The problem: Work through the lines of the material below, note those with the word "KeybindingContext", and give their number, nothing else.

Extracted information:

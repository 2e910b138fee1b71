use super::*;

#[test]
fn quit_is_global() {
    let service = KeybindingService::new();
    for context in [
        KeybindingContext::Global,
        KeybindingContext::Navigation,
        KeybindingContext::Scenario,
        KeybindingContext::Dialog,
        KeybindingContext::Success,
    ] {
        assert_eq!(service.resolve(context, &Key::char('q')), Some(Command::Quit));
        assert_eq!(
            service.resolve(context, &Key::ctrl(KeyCode::Char('c'))),
            Some(Command::Quit)
        );
    }
}

#[test]
fn vim_keys_navigate() {
    let service = KeybindingService::new();
    let nav = KeybindingContext::Navigation;
    assert_eq!(service.resolve(nav, &Key::char('j')), Some(Command::Down));
    assert_eq!(service.resolve(nav, &Key::char('k')), Some(Command::Up));
    assert_eq!(service.resolve(nav, &Key::char('h')), Some(Command::Left));
    assert_eq!(service.resolve(nav, &Key::char('l')), Some(Command::Right));
    assert_eq!(service.resolve(nav, &Key::char('g')), Some(Command::Top));
    assert_eq!(
        service.resolve(nav, &Key::shift(KeyCode::Char('g'))),
        Some(Command::Bottom)
    );
}

#[test]
fn scenario_shortcuts_shadow_navigation() {
    let service = KeybindingService::new();
    let ctx = KeybindingContext::Scenario;
    assert_eq!(service.resolve(ctx, &Key::char('h')), Some(Command::ToggleHints));
    assert_eq!(service.resolve(ctx, &Key::char('c')), Some(Command::Check));
    assert_eq!(service.resolve(ctx, &Key::char('j')), Some(Command::Down));
    assert_eq!(
        service.resolve(ctx, &Key::simple(KeyCode::Tab)),
        Some(Command::FocusNext)
    );
}

#[test]
fn dialog_tab_moves_between_buttons() {
    let service = KeybindingService::new();
    let ctx = KeybindingContext::Dialog;
    assert_eq!(
        service.resolve(ctx, &Key::simple(KeyCode::Tab)),
        Some(Command::NextButton)
    );
    assert_eq!(
        service.resolve(ctx, &Key::shift(KeyCode::BackTab)),
        Some(Command::PrevButton)
    );
    assert_eq!(service.resolve(ctx, &Key::char('y')), Some(Command::Confirm));
    assert_eq!(service.resolve(ctx, &Key::char('n')), Some(Command::Cancel));
    assert_eq!(
        service.resolve(ctx, &Key::simple(KeyCode::Esc)),
        Some(Command::Cancel)
    );
}

#[test]
fn success_adds_retry_and_menu() {
    let service = KeybindingService::new();
    let ctx = KeybindingContext::Success;
    assert_eq!(service.resolve(ctx, &Key::char('r')), Some(Command::Retry));
    assert_eq!(service.resolve(ctx, &Key::char('m')), Some(Command::ReturnMenu));
    assert_eq!(
        service.resolve(KeybindingContext::Dialog, &Key::char('r')),
        None
    );
}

Your solution: 10